Troisième chambre civile, 30 janvier 2019 — 18-13.685
Textes visés
- Article 1014 du code de procédure civile.
Texte intégral
CIV.3
MY1
COUR DE CASSATION ______________________
Audience publique du 30 janvier 2019
Rejet non spécialement motivé
M. CHAUVIN, président
Décision n° 10027 F
Pourvoi n° X 18-13.685
R É P U B L I Q U E F R A N Ç A I S E
_________________________
AU NOM DU PEUPLE FRANÇAIS _________________________
LA COUR DE CASSATION, TROISIÈME CHAMBRE CIVILE, a rendu la décision suivante :
Vu le pourvoi formé par :
1°/ Mme Colette X..., épouse Y..., domiciliée [...] ,
2°/ Mme Christine Y..., domiciliée [...] ,
contre l'arrêt rendu le 16 janvier 2018 par la cour d'appel de Rennes (1re chambre), dans le litige les opposant :
1°/ à Mme Isabelle Y..., épouse G... , domiciliée [...] ,
2°/ à Mme Laurence Y..., épouse Z..., domiciliée [...] ,
3°/ à Mme Madeleine A..., épouse B...,
4°/ à M. Roger B...,
tous deux domiciliés [...] ,
défendeurs à la cassation ;
Les consorts Isabelle et Laurence Y... ont formé un pourvoi provoqué identique au pourvoi principal auquel ils se sont joints ;
Vu la communication faite au procureur général ;
LA COUR, en l'audience publique du 18 décembre 2018, où étaient présents : M. Chauvin, président, M. C..., conseiller rapporteur, M. Maunand, conseiller doyen, Mme Besse, greffier de chambre ;
Vu les observations écrites de la SCP Le Bret-Desaché, avocat des consorts Y..., de la SCP Boré, Salve de Bruneton et Mégret, avocat de Mme A... et de M. B... ;
Sur le rapport de M. C..., conseiller, et après en avoir délibéré conformément à la loi ;
Vu l'article 1014 du code de procédure civile ;
Attendu que les moyens de cassation du pourvoi principal et ceux du pourvoi provoqué identique, annexés, qui sont invoqués à l'encontre de la décision attaquée, ne sont manifestement pas de nature à entraîner la cassation ;
Qu'il n'y a donc pas lieu de statuer par une décision spécialement motivée ;
REJETTE le pourvoi ;
Laisse à chaque demandeur la charge des dépens afférents à son pourvoi ;
Vu l'article 700 du code de procédure civile, rejette la demande des consorts Y... ; les condamne à payer à M. et Mme B... la somme globale de 3 000 euros ;
Ainsi décidé par la Cour de cassation, troisième chambre civile, et prononcé par le président en son audience publique du trente janvier deux mille dix-neuf.

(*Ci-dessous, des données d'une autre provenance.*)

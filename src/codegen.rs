//! 推广码生成器
//!
//! 自定义码：校验字符集/长度后统一大写，依赖存储层唯一约束关闭
//! 预检查与插入之间的竞态。自动生成码：`{前缀}_{base36 随机段}`，
//! 碰撞时有界重试（随机段逐次加长），耗尽后返回 GenerationExhausted
//! 而不是无限循环。

use std::sync::Arc;

use chrono::{DateTime, Utc};
use tracing::debug;
use uuid::Uuid;

use crate::config::get_config;
use crate::errors::{PromolinkError, Result};
use crate::storage::{CodeType, PromotionCode, SeaOrmStorage, SharePlatform};
use crate::utils::{generate_code_segment, is_valid_custom_code, normalize_code};

/// 随机段长度上限（6-8 位，碰撞后逐次加长）
const MAX_SEGMENT_LENGTH: usize = 8;

/// 创建推广码请求
#[derive(Debug, Clone)]
pub struct GenerateCodeRequest {
    pub article_id: String,
    pub code_type: CodeType,
    pub platform: Option<SharePlatform>,
    pub custom_code: Option<String>,
    pub max_uses: Option<i64>,
    pub expires_at: Option<DateTime<Utc>>,
    pub created_by: Option<String>,
}

pub struct CodeGenerator {
    storage: Arc<SeaOrmStorage>,
    segment_length: usize,
    max_attempts: u32,
}

impl CodeGenerator {
    pub fn new(storage: Arc<SeaOrmStorage>) -> Self {
        let config = get_config();
        Self {
            storage,
            segment_length: config.tracking.random_code_length,
            max_attempts: config.tracking.max_generate_attempts,
        }
    }

    /// 生成并持久化一个推广码
    pub async fn generate(&self, req: GenerateCodeRequest) -> Result<PromotionCode> {
        self.validate(&req)?;

        match req.custom_code.as_deref().filter(|c| !c.is_empty()) {
            Some(custom) => self.insert_custom(custom, &req).await,
            None => self.insert_generated(&req).await,
        }
    }

    fn validate(&self, req: &GenerateCodeRequest) -> Result<()> {
        if req.article_id.is_empty() {
            return Err(PromolinkError::validation("article_id 不能为空"));
        }
        if let Some(max_uses) = req.max_uses
            && max_uses <= 0
        {
            return Err(PromolinkError::validation(format!(
                "max_uses 必须为正数: {}",
                max_uses
            )));
        }
        if let Some(expires_at) = req.expires_at
            && expires_at <= Utc::now()
        {
            return Err(PromolinkError::validation(format!(
                "expires_at 必须晚于当前时间: {}",
                expires_at
            )));
        }
        Ok(())
    }

    async fn insert_custom(&self, custom: &str, req: &GenerateCodeRequest) -> Result<PromotionCode> {
        if !is_valid_custom_code(custom) {
            return Err(PromolinkError::validation(format!(
                "自定义码格式非法（允许字母/数字/下划线/连字符，长度 4-32）: {}",
                custom
            )));
        }

        let normalized = normalize_code(custom);

        // 预检查只用于提前返回友好错误，竞态由唯一约束兜底
        if self.storage.find_promotion_code(&normalized).await?.is_some() {
            return Err(PromolinkError::duplicate_code(format!(
                "推广码已存在: {}",
                normalized
            )));
        }

        let code = self.build_code(normalized, true, req);
        self.storage.insert_promotion_code(&code).await?;
        Ok(code)
    }

    async fn insert_generated(&self, req: &GenerateCodeRequest) -> Result<PromotionCode> {
        let prefix = req
            .platform
            .map(|p| p.prefix())
            .unwrap_or_else(|| req.code_type.prefix());

        for attempt in 1..=self.max_attempts {
            // 碰撞后加长随机段，降低再次碰撞概率
            let length =
                (self.segment_length + (attempt as usize - 1)).min(MAX_SEGMENT_LENGTH);
            let candidate = format!("{}_{}", prefix, generate_code_segment(length));

            let code = self.build_code(candidate, false, req);
            match self.storage.insert_promotion_code(&code).await {
                Ok(()) => return Ok(code),
                Err(PromolinkError::DuplicateCode(_)) => {
                    debug!(
                        "Generated code collided (attempt {}/{}): {}",
                        attempt, self.max_attempts, code.code
                    );
                }
                Err(e) => return Err(e),
            }
        }

        Err(PromolinkError::generation_exhausted(format!(
            "连续 {} 次生成碰撞，放弃",
            self.max_attempts
        )))
    }

    fn build_code(&self, code: String, is_custom: bool, req: &GenerateCodeRequest) -> PromotionCode {
        PromotionCode {
            id: Uuid::new_v4().to_string(),
            code,
            article_id: req.article_id.clone(),
            code_type: req.code_type,
            platform: req.platform,
            is_custom,
            max_uses: req.max_uses,
            current_uses: 0,
            expires_at: req.expires_at,
            is_active: true,
            created_by: req.created_by.clone(),
            created_at: Utc::now(),
        }
    }
}

#[cfg(test)]
mod tests {
    use super::*;

    fn sample_request() -> GenerateCodeRequest {
        GenerateCodeRequest {
            article_id: "a1".to_string(),
            code_type: CodeType::Campaign,
            platform: Some(SharePlatform::Weibo),
            custom_code: None,
            max_uses: None,
            expires_at: None,
            created_by: None,
        }
    }

    #[test]
    fn test_prefix_selection_prefers_platform() {
        let req = sample_request();
        let prefix = req
            .platform
            .map(|p| p.prefix())
            .unwrap_or_else(|| req.code_type.prefix());
        assert_eq!(prefix, "WB");
    }

    #[test]
    fn test_prefix_falls_back_to_code_type() {
        let mut req = sample_request();
        req.platform = None;
        let prefix = req
            .platform
            .map(|p| p.prefix())
            .unwrap_or_else(|| req.code_type.prefix());
        assert_eq!(prefix, "CMP");
    }

    #[test]
    fn test_segment_length_grows_with_attempts() {
        let base = 6usize;
        let lengths: Vec<usize> = (1u32..=5)
            .map(|attempt| (base + (attempt as usize - 1)).min(MAX_SEGMENT_LENGTH))
            .collect();
        assert_eq!(lengths, vec![6, 7, 8, 8, 8]);
    }
}
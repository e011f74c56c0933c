pub use sea_orm_migration::prelude::*;

pub mod entities;
mod m020260301_000001_subject_tables;
mod m020260301_000002_tracking_events;
mod m020260302_000001_stats_rollups;

pub struct Migrator;

#[async_trait::async_trait]
impl MigratorTrait for Migrator {
    fn migrations() -> Vec<Box<dyn MigrationTrait>> {
        vec![
            Box::new(m020260301_000001_subject_tables::Migration),
            Box::new(m020260301_000002_tracking_events::Migration),
            Box::new(m020260302_000001_stats_rollups::Migration),
        ]
    }
}
//! 归因存储 seam
//!
//! EventIngest 通过该 trait 与存储解耦，便于单测注入 mock。
//! 生产实现是 SeaOrmStorage 的转发。

use async_trait::async_trait;
use chrono::{DateTime, Utc};

use crate::errors::Result;
use crate::storage::{
    ConversionOutcome, EventKind, EventMetadata, IssuedClick, RecordOutcome, SeaOrmStorage,
    SubjectRef, WechatQrcode,
};

/// 事件接入依赖的存储能力
#[async_trait]
pub trait AttributionStore: Send + Sync {
    /// 原子消费 + 事件追加（同事务）
    async fn consume_and_log(
        &self,
        subject: &SubjectRef,
        kind: EventKind,
        meta: &EventMetadata,
        dedup_key: Option<String>,
        now: DateTime<Utc>,
    ) -> Result<RecordOutcome>;

    /// 按点击令牌查找已发放的点击
    async fn find_issued_click(&self, token: &str) -> Result<Option<IssuedClick>>;

    /// 记录转化（exactly-once）
    async fn convert_and_log(
        &self,
        click: &IssuedClick,
        token: &str,
        meta: &EventMetadata,
        now: DateTime<Utc>,
    ) -> Result<ConversionOutcome>;

    /// 按 scene_str 查找二维码
    async fn find_qrcode_by_scene(&self, scene_str: &str) -> Result<Option<WechatQrcode>>;
}

#[async_trait]
impl AttributionStore for SeaOrmStorage {
    async fn consume_and_log(
        &self,
        subject: &SubjectRef,
        kind: EventKind,
        meta: &EventMetadata,
        dedup_key: Option<String>,
        now: DateTime<Utc>,
    ) -> Result<RecordOutcome> {
        SeaOrmStorage::consume_and_log(self, subject, kind, meta, dedup_key, now).await
    }

    async fn find_issued_click(&self, token: &str) -> Result<Option<IssuedClick>> {
        SeaOrmStorage::find_issued_click(self, token).await
    }

    async fn convert_and_log(
        &self,
        click: &IssuedClick,
        token: &str,
        meta: &EventMetadata,
        now: DateTime<Utc>,
    ) -> Result<ConversionOutcome> {
        SeaOrmStorage::convert_and_log(self, click, token, meta, now).await
    }

    async fn find_qrcode_by_scene(&self, scene_str: &str) -> Result<Option<WechatQrcode>> {
        SeaOrmStorage::find_qrcode_by_scene(self, scene_str).await
    }
}
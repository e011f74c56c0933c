//! 配置校验
//!
//! 启动时一次性检查；错误信息直接面向运维。

use url::Url;

use super::StaticConfig;

pub fn validate(config: &StaticConfig) -> Result<(), String> {
    Url::parse(&config.server.public_base_url)
        .map_err(|e| format!("server.public_base_url 非法: {}", e))?;
    Url::parse(&config.server.content_base_url)
        .map_err(|e| format!("server.content_base_url 非法: {}", e))?;

    if !config.server.cors_origin.is_empty() {
        Url::parse(&config.server.cors_origin)
            .map_err(|e| format!("server.cors_origin 非法: {}", e))?;
    }

    if config.database.pool_size == 0 {
        return Err("database.pool_size 必须大于 0".to_string());
    }
    if config.tracking.attribution_window_minutes <= 0 {
        return Err("tracking.attribution_window_minutes 必须大于 0".to_string());
    }
    if config.tracking.random_code_length == 0 || config.tracking.max_generate_attempts == 0 {
        return Err("tracking 码生成参数必须大于 0".to_string());
    }
    if config.analytics.batch_size == 0 || config.analytics.max_query_buckets == 0 {
        return Err("analytics 批大小与查询桶上限必须大于 0".to_string());
    }

    Ok(())
}

#[cfg(test)]
mod tests {
    use super::*;

    #[test]
    fn test_default_config_is_valid() {
        assert!(validate(&StaticConfig::default()).is_ok());
    }

    #[test]
    fn test_bad_base_url_rejected() {
        let mut config = StaticConfig::default();
        config.server.public_base_url = "not a url".to_string();
        assert!(validate(&config).is_err());
    }

    #[test]
    fn test_zero_window_rejected() {
        let mut config = StaticConfig::default();
        config.tracking.attribution_window_minutes = 0;
        assert!(validate(&config).is_err());
    }

    #[test]
    fn test_empty_cors_origin_allowed() {
        let mut config = StaticConfig::default();
        config.server.cors_origin = String::new();
        assert!(validate(&config).is_ok());
    }
}
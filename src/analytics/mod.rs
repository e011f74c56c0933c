//! 点击统计聚合
//!
//! 聚合器作为独立异步消费者，从 append-only 事件日志按游标折叠到
//! 小时桶；同步计数器（current_uses / click_count）不经过这里，
//! 只有分布明细（来源/地理/设备/时间序列）是最终一致的。

pub mod aggregator;
pub mod sweeper;

pub use aggregator::Aggregator;
pub use sweeper::Sweeper;

use std::collections::HashMap;

use chrono::{DateTime, Timelike, Utc};

/// 将时间戳截断到小时桶边界
pub fn truncate_to_hour(ts: DateTime<Utc>) -> DateTime<Utc> {
    ts.date_naive()
        .and_hms_opt(ts.hour(), 0, 0)
        .expect("hour from a valid timestamp is always valid")
        .and_utc()
}

/// 解析桶里的 JSON 计数字段；坏数据按空 map 处理
pub fn parse_json_counts(raw: &Option<String>) -> HashMap<String, u64> {
    raw.as_deref()
        .and_then(|s| serde_json::from_str(s).ok())
        .unwrap_or_default()
}

/// 序列化计数 map；空 map 存 NULL
pub fn to_json_counts(map: &HashMap<String, u64>) -> Option<String> {
    if map.is_empty() {
        return None;
    }
    serde_json::to_string(map).ok()
}

/// 把 from 的计数合并进 into
pub fn merge_counts(into: &mut HashMap<String, u64>, from: &HashMap<String, u64>) {
    for (k, v) in from {
        *into.entry(k.clone()).or_insert(0) += v;
    }
}

/// 取 Top-N：按计数降序，计数相同时按键字典序，保证确定性
pub fn top_n(map: &HashMap<String, u64>, n: usize) -> Vec<(String, u64)> {
    let mut items: Vec<_> = map.iter().map(|(k, v)| (k.clone(), *v)).collect();
    items.sort_by(|a, b| b.1.cmp(&a.1).then_with(|| a.0.cmp(&b.0)));
    items.truncate(n);
    items
}

/// 把 map 截断到 cap 个键（保留计数最高的，打平规则与 top_n 一致）
pub fn cap_counts(map: &mut HashMap<String, u64>, cap: usize) {
    if map.len() <= cap {
        return;
    }
    let keep: HashMap<String, u64> = top_n(map, cap).into_iter().collect();
    *map = keep;
}
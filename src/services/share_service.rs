//! Share link and promotion code management service
//!
//! Provides unified business logic for the admin surface (create / toggle /
//! delete) and the public resolution path (redirect + click recording).

use std::sync::Arc;

use chrono::Utc;
use tracing::info;
use uuid::Uuid;

use crate::codegen::{CodeGenerator, GenerateCodeRequest};
use crate::config::get_config;
use crate::errors::{PromolinkError, Result};
use crate::ingest::EventIngest;
use crate::storage::{
    CodeType, EventMetadata, PromotionCode, RecordOutcome, SeaOrmStorage, ShareLink, SharePlatform,
    SubjectRef,
};

/// Request to create a new share link
#[derive(Debug, Clone)]
pub struct CreateShareLinkRequest {
    pub article_id: String,
    pub platform: SharePlatform,
    pub title: String,
    pub description: Option<String>,
    /// 绑定的推广码 id；缺省时自动铸一个 social 码
    pub promotion_code_id: Option<String>,
    pub created_by: Option<String>,
}

/// 分享链接解析结果（重定向路径用）
#[derive(Debug, Clone)]
pub struct ResolvedShare {
    pub target_url: String,
    pub click_token: String,
}

pub struct ShareService {
    storage: Arc<SeaOrmStorage>,
    codegen: CodeGenerator,
    ingest: Arc<EventIngest>,
    public_base_url: String,
    content_base_url: String,
}

impl ShareService {
    pub fn new(storage: Arc<SeaOrmStorage>, ingest: Arc<EventIngest>) -> Self {
        let config = get_config();
        Self {
            codegen: CodeGenerator::new(storage.clone()),
            storage,
            ingest,
            public_base_url: config.server.public_base_url.trim_end_matches('/').to_string(),
            content_base_url: config
                .server
                .content_base_url
                .trim_end_matches('/')
                .to_string(),
        }
    }

    // ============ Promotion codes ============

    pub async fn create_promotion_code(&self, req: GenerateCodeRequest) -> Result<PromotionCode> {
        self.codegen.generate(req).await
    }

    pub async fn delete_promotion_code(&self, id: &str) -> Result<()> {
        self.storage.soft_delete_promotion_code(id).await
    }

    /// 直接出示推广码的点击（非链接路径）
    pub async fn click_promotion_code(
        &self,
        code: &str,
        mut meta: EventMetadata,
    ) -> Result<RecordOutcome> {
        let promo = self
            .storage
            .find_promotion_code(code)
            .await?
            .ok_or_else(|| PromolinkError::not_found(format!("推广码不存在: {}", code)))?;

        if meta.platform.is_none() {
            meta.platform = promo.platform.map(|p| p.to_string());
        }

        self.ingest
            .record_click(&SubjectRef::code(promo.id), meta)
            .await
    }

    // ============ Share links ============

    pub async fn create_share_link(&self, req: CreateShareLinkRequest) -> Result<ShareLink> {
        if req.article_id.is_empty() {
            return Err(PromolinkError::validation("article_id 不能为空"));
        }
        if req.title.is_empty() {
            return Err(PromolinkError::validation("title 不能为空"));
        }

        // 绑定已有推广码，或自动铸一个
        let promotion_code_id = match req.promotion_code_id {
            Some(ref id) => {
                let code = self.storage.get_promotion_code(id).await?.ok_or_else(|| {
                    PromolinkError::validation(format!("promotion_code 不存在: {}", id))
                })?;
                Some(code.id)
            }
            None => {
                let code = self
                    .codegen
                    .generate(GenerateCodeRequest {
                        article_id: req.article_id.clone(),
                        code_type: CodeType::Social,
                        platform: Some(req.platform),
                        custom_code: None,
                        max_uses: None,
                        expires_at: None,
                        created_by: req.created_by.clone(),
                    })
                    .await?;
                Some(code.id)
            }
        };

        let id = Uuid::new_v4().to_string();
        let link = ShareLink {
            share_url: format!("{}/s/{}", self.public_base_url, id),
            id,
            article_id: req.article_id,
            platform: req.platform,
            title: req.title,
            description: req.description,
            promotion_code_id,
            click_count: 0,
            conversion_count: 0,
            is_active: true,
            created_by: req.created_by,
            created_at: Utc::now(),
        };

        self.storage.insert_share_link(&link).await?;
        Ok(link)
    }

    pub async fn toggle_share_link(&self, id: &str) -> Result<bool> {
        let active = self.storage.toggle_share_link(id).await?;
        info!("Share link {} toggled, now active={}", id, active);
        Ok(active)
    }

    pub async fn delete_share_link(&self, id: &str) -> Result<()> {
        self.storage.soft_delete_share_link(id).await
    }

    pub async fn list_share_links(
        &self,
        article_id: Option<&str>,
        page: u64,
        page_size: u64,
    ) -> Result<(Vec<ShareLink>, u64)> {
        self.storage
            .list_share_links(article_id, page, page_size)
            .await
    }

    // ============ Resolution (public redirect path) ============

    /// 解析分享链接：消费点击并构造落地页 URL
    ///
    /// 落地页携带推广码、点击令牌（转化上报用）及透传的 UTM 参数。
    pub async fn resolve_share_link(
        &self,
        link_id: &str,
        mut meta: EventMetadata,
        raw_query: Option<&str>,
    ) -> Result<ResolvedShare> {
        let link = self
            .storage
            .get_share_link(link_id)
            .await?
            .ok_or_else(|| PromolinkError::not_found(format!("分享链接不存在: {}", link_id)))?;

        // 平台归因来自链接创建时记录的 platform
        if meta.platform.is_none() {
            meta.platform = Some(link.platform.to_string());
        }

        let outcome = self
            .ingest
            .record_click(&SubjectRef::link(link.id.clone()), meta)
            .await?;

        let token = match outcome {
            RecordOutcome::Recorded { token, .. } => token,
            RecordOutcome::Rejected(reason) => {
                return Err(PromolinkError::not_usable(format!(
                    "分享链接不可用 ({}): {}",
                    reason, link_id
                )));
            }
        };

        let mut params: Vec<String> = Vec::new();
        if let Some(ref code_id) = link.promotion_code_id
            && let Some(code) = self.storage.get_promotion_code(code_id).await?
        {
            params.push(format!("promo={}", urlencoding::encode(&code.code)));
        }
        params.push(format!("ct={}", urlencoding::encode(&token)));
        if let Some(query) = raw_query {
            params.extend(extract_utm_params_raw(query).iter().map(|s| s.to_string()));
        }

        let target_url = format!(
            "{}/{}?{}",
            self.content_base_url,
            link.article_id,
            params.join("&")
        );

        Ok(ResolvedShare {
            target_url,
            click_token: token,
        })
    }
}

/// 一次性提取所有 UTM 参数（返回原始片段，零编码开销）
fn extract_utm_params_raw(query: &str) -> Vec<&str> {
    const UTM_KEYS: [&str; 5] = [
        "utm_source",
        "utm_medium",
        "utm_campaign",
        "utm_term",
        "utm_content",
    ];

    query
        .split('&')
        .filter(|part| {
            part.find('=')
                .map(|pos| UTM_KEYS.contains(&&part[..pos]))
                .unwrap_or(false)
        })
        .collect()
}
//! 追踪事件实体（append-only，自增 id 即聚合游标偏移）

use sea_orm::entity::prelude::*;

#[derive(Clone, Debug, PartialEq, DeriveEntityModel, Eq)]
#[sea_orm(table_name = "tracking_events")]
pub struct Model {
    #[sea_orm(primary_key)]
    pub id: i64,
    pub kind: String,
    pub subject_kind: String,
    pub subject_id: String,
    pub occurred_at: DateTimeUtc,
    #[sea_orm(column_type = "Text", nullable)]
    pub referrer: Option<String>,
    pub device_type: Option<String>,
    pub platform: Option<String>,
    pub country: Option<String>,
    pub city: Option<String>,
    pub session_id: Option<String>,
    pub click_token: Option<String>,
    pub converted_token: Option<String>,
    pub dedup_key: Option<String>,
}

#[derive(Copy, Clone, Debug, EnumIter, DeriveRelation)]
pub enum Relation {}

impl ActiveModelBehavior for ActiveModel {}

MOYENS ANNEXES à la présente décision
Moyens produits par la SCP Le Bret-Desaché, avocat aux Conseils, pour Mme X... et Mme Christine Y..., demanderesses au pourvoi principal et pour les consorts Isabelle et Laurence Y..., demanderesses au pourvoi provoqué.
PREMIER MOYEN DE CASSATION :
- IL EST FAIT GRIEF A l'arrêt attaqué d'avoir condamné in solidum les consorts Y... à payer aux époux B... pour la reconstitution de la haie vive et pose du grillage la somme de 8.109,98 €, outre 4.800 € pour le préjudice de jouissance et 3.000 € pour le préjudice moral.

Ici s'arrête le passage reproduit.